General election called off, political cross-dressing between the three main parties, no promised referendum on the EU consti-treaty, prison officers banned from taking industrial action, plans to increase pre-charge detention yet again, the proliferation of casual surveillance – you can see the beginnings of a police state, or as it would no doubt be called, a “government of national unity”.
Since it’s denied that New Liebore MP was the target of the bugging, here’s the Socialist Worker‘s take on the whole affair:
Real victim of bugging scandal is Babar Ahmad
by Matthew Cookson
Arrested on the wishes of the US. Thrown in jail for the past three and a half years. Threatened with extradition on trumped up “terrorism” charges. And now it has been revealed that the police bugged his meetings with his MP.
That’s the story of Babar Ahmad, a south London IT worker, who is the real victim of the bugging scandal that has emerged over the last week.
The media and politicians have whipped themselves into a frenzy after it was revealed that meetings at Woodhill Prison between Sadiq Khan, MP for Tooting and a government whip, and Babar Ahmad had been bugged.
Senior police offices authorised the operation, apparently without the knowledge of then home secretary Jack Straw, who has now launched an inquiry into the case.
The inquiry ought to look at the outrageous way in which Babar Ahmad has been treated, and assess the impact of police surveillance upon those whose only crime is to oppose British foreign policy.
It will not. The MPs are merely concerned that their own private conversations are being listened to. But it is Babar who is suffering in this case.
He was arrested on 5 August 2004 after an extradition request from the US. It accused him of running a website supporting “terrorists” in Chechnya and Afghanistan.
Babar has not been charged with any crime in Britain and the attorney general has given written confirmation that there is insufficient evidence to charge him in this country.
But the British government is still aiding the US in its attempts to extradite Babar to face a trial there – a trial in the country that gave us Guantanamo Bay and secret rendition to torture centres around the world, and punishes people with the death penalty.
A high-profile campaign by Babar’s friends and family has so far frustrated this plan. But his case is now at the European Court of Human Rights, which will make a decision soon.
Sara Ahmad, Babar’s sister, told Socialist Worker, “We are very concerned that private meetings with his MP, at which the strategy to fight his extradition has been discussed, have been bugged.
“We are also concerned that his legal teams’ visits may also have been bugged, and are demanding to know whether the monitoring was at the request of the US. We also want to know whether the recorded discussions were passed on to the other side in preparation for its legal case?
“Our confidence in the Metropolitan Police and the authorities has plummeted.
“We have tried everything – petitions, letters, protests, attempting to get the Independent Police Complaints Commission to investigate. But Babar is still faced with extradition.
“The case shows Britain’s subservience to the US.”
The bugging scandal has revealed the continuing crackdown on civil liberties under the “war on terror” and New Labour’s increasingly authoritarian regime.

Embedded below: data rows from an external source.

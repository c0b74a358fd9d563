use sqlx::{postgres::PgPoolOptions, PgPool};
use std::time::Duration;

pub async fn create_pool(database_url: &str) -> Result<PgPool, sqlx::Error> {
    PgPoolOptions::new()
        .max_connections(20)
        .acquire_timeout(Duration::from_secs(3))
        .connect(database_url)
        .await
}

pub async fn run_migrations(pool: &PgPool) -> Result<(), sqlx::Error> {
    sqlx::migrate!("./migrations")
        .run(pool)
        .await
        .map_err(|e| sqlx::Error::Migrate(Box::new(e)))
}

Security sources told the Times newspaper this week that many prisoners in British jails are routinely under covert electronic surveillance.
Matt Foot, a solicitor in north London, told Socialist Worker, “I was pleased to see the principled reaction of my old boss, Sadiq Khan, to the bugging of his prison visits with Babar Ahmed.

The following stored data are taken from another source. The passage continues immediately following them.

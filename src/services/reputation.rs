//! Reputation scoring for a station, derived from its accumulated reviews
//! and price reports.
//!
//! The aggregation is pure: given the same rows it always produces the same
//! output, and it never touches the database or the network. Every divisor
//! is guarded, so no input set can produce a NaN.
//!
//! New stations start trusted. A station with no signals at all scores a
//! flat 5.0 stars / 100% trust, and an unreported pump check counts as a
//! pass. Absence of a negative signal is treated as a positive one; only an
//! explicit failed check drags the score down.

use serde::Serialize;

use crate::models::{PriceReport, Review};

/// Score assumed for a signal where the driver did not run the pump check
const OPTIMISTIC_SCORE: f64 = 5.0;

/// Pool entries at or above this count toward the accuracy ratio
const ACCURATE_THRESHOLD: f64 = 4.0;

const VERIFIED_BONUS: i64 = 300;
const ENGAGEMENT_POINTS_PER_RESPONSE: i64 = 50;
const ENGAGEMENT_POINTS_CAP: i64 = 200;
const ACTIVITY_POINTS_PER_EVENT: i64 = 10;
const ACTIVITY_POINTS_CAP: i64 = 200;

/// A single meter-accuracy observation
#[derive(Debug, Clone, Copy, PartialEq, Eq)]
pub enum AccuracySignal {
    /// Review sub-rating, 1-5
    Graded(i32),
    /// Report pump check passed (meter_accuracy == 100)
    Verified,
    /// Report pump check failed (any other recorded value)
    Failed,
    /// No check was submitted
    Unreported,
}

impl AccuracySignal {
    pub fn from_review(sub_rating: Option<i32>) -> Self {
        match sub_rating {
            Some(v) => AccuracySignal::Graded(v),
            None => AccuracySignal::Unreported,
        }
    }

    pub fn from_report(meter_accuracy: Option<i32>) -> Self {
        match meter_accuracy {
            None => AccuracySignal::Unreported,
            Some(100) => AccuracySignal::Verified,
            Some(_) => AccuracySignal::Failed,
        }
    }

    /// Maps a signal to its pool score. `Unreported` maps to the optimistic
    /// default: a driver who did not check the pump is not evidence against
    /// the station.
    pub fn score(self) -> f64 {
        match self {
            AccuracySignal::Graded(v) => v as f64,
            AccuracySignal::Verified => 5.0,
            AccuracySignal::Failed => 1.0,
            AccuracySignal::Unreported => OPTIMISTIC_SCORE,
        }
    }
}

#[derive(Debug, Clone, Copy, Serialize)]
pub struct Milestones {
    /// Trust percentage at or above 90
    pub trusted: bool,
    /// At least 10 combined reviews and reports
    pub established: bool,
    /// Responded to at least 90% of reviews (vacuously true with none)
    pub responsive: bool,
}

#[derive(Debug, Clone, Serialize)]
pub struct Reputation {
    pub accuracy_ratio: f64,
    pub trust_points: i64,
    pub star_rating: f64,
    pub trust_percentage: i64,
    pub review_count: i64,
    pub report_count: i64,
    pub response_rate: f64,
    pub milestones: Milestones,
}

/// Derives the composite reputation for a station.
///
/// `verification_count` is the number of passed pump checks across the
/// station's history; together with the report count it feeds the activity
/// points.
pub fn aggregate(
    reviews: &[Review],
    reports: &[PriceReport],
    verified: bool,
    verification_count: i64,
) -> Reputation {
    let review_count = reviews.len() as i64;
    let report_count = reports.len() as i64;

    // Meter-accuracy pool
    let pool: Vec<f64> = reviews
        .iter()
        .map(|r| AccuracySignal::from_review(r.meter_accuracy).score())
        .chain(
            reports
                .iter()
                .map(|r| AccuracySignal::from_report(r.meter_accuracy).score()),
        )
        .collect();

    let accuracy_ratio = if pool.is_empty() {
        1.0
    } else {
        let accurate = pool.iter().filter(|s| **s >= ACCURATE_THRESHOLD).count();
        accurate as f64 / pool.len() as f64
    };

    let responded_reviews = reviews
        .iter()
        .filter(|r| r.manager_response.is_some())
        .count() as i64;

    let engagement_points =
        (responded_reviews * ENGAGEMENT_POINTS_PER_RESPONSE).min(ENGAGEMENT_POINTS_CAP);
    let activity_points =
        ((report_count + verification_count) * ACTIVITY_POINTS_PER_EVENT).min(ACTIVITY_POINTS_CAP);

    let trust_points = if verified { VERIFIED_BONUS } else { 0 }
        + (accuracy_ratio * 300.0).round() as i64
        + engagement_points
        + activity_points;

    let star_rating = if review_count == 0 && report_count == 0 {
        // New stations start trusted, even unverified ones
        5.0
    } else {
        let avg_rating = if review_count == 0 {
            OPTIMISTIC_SCORE
        } else {
            reviews.iter().map(|r| r.rating as f64).sum::<f64>() / review_count as f64
        };
        let verified_term = if verified { 5.0 } else { 0.0 };

        accuracy_ratio * 5.0 * 0.4 + avg_rating * 0.4 + verified_term * 0.2
    };

    let trust_percentage = (star_rating / 5.0 * 100.0).round() as i64;

    let response_rate = if review_count == 0 {
        1.0
    } else {
        responded_reviews as f64 / review_count as f64
    };

    let milestones = Milestones {
        trusted: trust_percentage >= 90,
        established: review_count + report_count >= 10,
        responsive: response_rate >= 0.9,
    };

    Reputation {
        accuracy_ratio,
        trust_points,
        star_rating,
        trust_percentage,
        review_count,
        report_count,
        response_rate,
        milestones,
    }
}

#[cfg(test)]
mod tests {
    use super::*;
    use chrono::Utc;
    use uuid::Uuid;

    fn review(rating: i32, meter_accuracy: Option<i32>, responded: bool) -> Review {
        Review {
            id: Uuid::new_v4(),
            station_id: Uuid::new_v4(),
            user_ref: "driver".to_string(),
            rating,
            meter_accuracy,
            comment: None,
            manager_response: responded.then(|| "thanks".to_string()),
            created_at: Utc::now(),
        }
    }

    fn report(meter_accuracy: Option<i32>) -> PriceReport {
        PriceReport {
            id: Uuid::new_v4(),
            station_id: Uuid::new_v4(),
            user_ref: "driver".to_string(),
            fuel_type: "pms".to_string(),
            reported_price: 650.0,
            available: true,
            meter_accuracy,
            notes: None,
            manager_response: None,
            created_at: Utc::now(),
        }
    }

    #[test]
    fn new_station_starts_fully_trusted() {
        let rep = aggregate(&[], &[], false, 0);

        assert_eq!(rep.star_rating, 5.0);
        assert_eq!(rep.trust_percentage, 100);
        assert_eq!(rep.accuracy_ratio, 1.0);
        assert!(rep.milestones.trusted);
        assert!(rep.milestones.responsive);
        assert!(!rep.milestones.established);
    }

    #[test]
    fn verified_station_with_clean_signals_scores_96() {
        // Two reviews (4 and 5 stars, no sub-rating) and one passed pump
        // check: pool is [5, 5, 5], ratio 1.0, stars
        // 1.0*5*0.4 + 4.5*0.4 + 5*0.2 = 4.8
        let reviews = vec![review(4, None, false), review(5, None, false)];
        let reports = vec![report(Some(100))];

        let rep = aggregate(&reviews, &reports, true, 1);

        assert_eq!(rep.accuracy_ratio, 1.0);
        assert!((rep.star_rating - 4.8).abs() < 1e-9);
        assert_eq!(rep.trust_percentage, 96);
        // 300 verified + 300 accuracy + 0 engagement + 20 activity
        assert_eq!(rep.trust_points, 620);
    }

    #[test]
    fn failed_pump_checks_drag_the_ratio_down() {
        let reports = vec![report(Some(100)), report(Some(40)), report(None)];

        let rep = aggregate(&[], &reports, false, 1);

        // Pool [5, 1, 5]: two of three at or above 4
        assert!((rep.accuracy_ratio - 2.0 / 3.0).abs() < 1e-9);
    }

    #[test]
    fn review_without_sub_rating_joins_the_pool_optimistically() {
        // A review that skipped the pump check still contributes the
        // optimistic 5, it is not excluded from the pool
        let reviews = vec![review(4, None, false)];
        let reports = vec![report(Some(40))];

        let rep = aggregate(&reviews, &reports, false, 0);

        // Pool [5, 1], not [1]
        assert!((rep.accuracy_ratio - 0.5).abs() < 1e-9);
    }

    #[test]
    fn review_sub_ratings_carry_their_value() {
        let reviews = vec![review(5, Some(2), false), review(5, Some(5), false)];

        let rep = aggregate(&reviews, &[], false, 0);

        // Pool [2, 5]: only one at or above 4
        assert!((rep.accuracy_ratio - 0.5).abs() < 1e-9);
    }

    #[test]
    fn station_with_reports_but_no_reviews_has_a_valid_rating() {
        let reports = vec![report(Some(20))];

        let rep = aggregate(&[], &reports, false, 0);

        assert!(rep.star_rating.is_finite());
        // Pool [1], ratio 0: stars 0 + 5*0.4 + 0 = 2.0
        assert!((rep.star_rating - 2.0).abs() < 1e-9);
        assert_eq!(rep.trust_percentage, 40);
    }

    #[test]
    fn engagement_and_activity_points_are_capped() {
        let reviews: Vec<Review> = (0..10).map(|_| review(5, None, true)).collect();
        let reports: Vec<PriceReport> = (0..30).map(|_| report(Some(100))).collect();

        let rep = aggregate(&reviews, &reports, true, 30);

        // 300 + 300 + capped 200 + capped 200
        assert_eq!(rep.trust_points, 1000);
    }

    #[test]
    fn trust_points_stay_within_bounds() {
        let cases = vec![
            aggregate(&[], &[], false, 0),
            aggregate(&[], &[], true, 0),
            aggregate(&[review(1, Some(1), false)], &[report(Some(0))], false, 0),
            aggregate(
                &(0..50).map(|_| review(5, Some(5), true)).collect::<Vec<_>>(),
                &(0..50).map(|_| report(Some(100))).collect::<Vec<_>>(),
                true,
                100,
            ),
        ];

        for rep in cases {
            assert!((0..=1000).contains(&rep.trust_points));
            assert!((0.0..=1.0).contains(&rep.accuracy_ratio));
        }
    }

    #[test]
    fn response_rate_is_vacuously_perfect_without_reviews() {
        let rep = aggregate(&[], &[report(None)], false, 0);

        assert_eq!(rep.response_rate, 1.0);
        assert!(rep.milestones.responsive);
    }

    #[test]
    fn responsive_milestone_requires_ninety_percent() {
        let mut reviews: Vec<Review> = (0..9).map(|_| review(4, None, true)).collect();
        reviews.push(review(4, None, false));
        let rep = aggregate(&reviews, &[], false, 0);
        assert!(rep.milestones.responsive);

        reviews.push(review(4, None, false));
        let rep = aggregate(&reviews, &[], false, 0);
        assert!(!rep.milestones.responsive);
    }

    #[test]
    fn established_milestone_counts_reviews_and_reports() {
        let reviews: Vec<Review> = (0..4).map(|_| review(4, None, false)).collect();
        let reports: Vec<PriceReport> = (0..6).map(|_| report(None)).collect();

        let rep = aggregate(&reviews, &reports, false, 0);

        assert!(rep.milestones.established);
    }

    #[test]
    fn aggregation_is_deterministic() {
        let reviews = vec![review(3, Some(4), true), review(5, None, false)];
        let reports = vec![report(Some(100)), report(Some(10))];

        let a = aggregate(&reviews, &reports, true, 2);
        let b = aggregate(&reviews, &reports, true, 2);

        assert_eq!(a.trust_points, b.trust_points);
        assert_eq!(a.star_rating, b.star_rating);
        assert_eq!(a.trust_percentage, b.trust_percentage);
    }
}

“Sadiq was a fine lawyer. He has also however been a pretty much establishment Blairite MP – with the exception of his stand over the war on Lebanon – and has been rewarded with a post as a government whip.
“But surely the real point here is, if the security services are bugging his prison visits what hope does that give to the rest of us?
“Jack Straw’s inquiry needs to take a look into the bugging of lawyers’ visits with their clients, and see who is accountable.”